Why haven’t we properly prepped schools for COVID-19?

Re “The messy science behind the coronavirus and opening schools" (BostonGlobe.com, Sept. 22): My colleagues appropriately highlight the scientific uncertainties surrounding decisions about school reopening, and the serious harm to children who cannot go to school. But the importance of two specific protective measures not mentioned in their piece is, in fact, well accepted: (1) Small classes with their teachers that remain together exclusively, also called cohorting, and (2) ventilation.
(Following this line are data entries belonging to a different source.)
use std::collections::HashMap;
use std::path::{Path, PathBuf};
use std::sync::atomic::{AtomicUsize, Ordering};
use std::sync::Mutex;

use flint_index::Shard;

use crate::error::Result;
use crate::ShardStorage;

/// Keeps shards in a map. Test backend; nothing is persisted.
#[derive(Debug, Default)]
pub struct MemoryStorage {
    shards: Mutex<HashMap<PathBuf, Shard>>,
    stores: AtomicUsize,
}

impl MemoryStorage {
    pub fn new() -> Self {
        Self::default()
    }

    /// Direct read access for assertions.
    pub fn shard(&self, path: &Path) -> Option<Shard> {
        let shards = self.shards.lock().expect("memory storage lock poisoned");
        shards.get(path).cloned()
    }

    pub fn shard_count(&self) -> usize {
        let shards = self.shards.lock().expect("memory storage lock poisoned");
        shards.len()
    }

    /// Total `store_shard` calls, including overwrites.
    pub fn store_count(&self) -> usize {
        self.stores.load(Ordering::SeqCst)
    }

    /// Drop a stored shard, simulating external cache eviction.
    pub fn remove(&self, path: &Path) {
        let mut shards = self.shards.lock().expect("memory storage lock poisoned");
        shards.remove(path);
    }
}

impl ShardStorage for MemoryStorage {
    fn load_shard(&self, path: &Path) -> Option<Shard> {
        self.shard(path)
    }

    fn store_shard(&self, path: &Path, shard: &Shard) -> Result<()> {
        let mut shards = self.shards.lock().expect("memory storage lock poisoned");
        shards.insert(path.to_path_buf(), shard.clone());
        self.stores.fetch_add(1, Ordering::SeqCst);
        Ok(())
    }
}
The Centers for Disease Control and Prevention report they cite on COVID-19 cases in Rhode Island child care centers actually attributes a rarity of secondary viral transmission to “maximum class sizes and use of face masks for adults.” Cohorting and “maximal outdoor programming” were also among the extensive measures (including quarantining and testing) implemented by the cited Maine summer camps that successfully limited secondary viral transmission. “Maximal outdoor programming” addresses the issue of possible airborne transmission of the virus. In Denmark, classes are held outside, as was advocated for our country as well. Indoors, adequate ventilation limits possible airborne transmission. The Baker administration’s lack of timely action to prepare all schools with the building upgrades and staffing levels needed to reopen safely is difficult to understand. These investments are needed now, as a matter of racial justice and of common sense. Apparently, it comes down to money.

Dr. Julia Koehler



The writer is a pediatric infectious disease specialist and assistant professor of pediatrics at Harvard Medical School.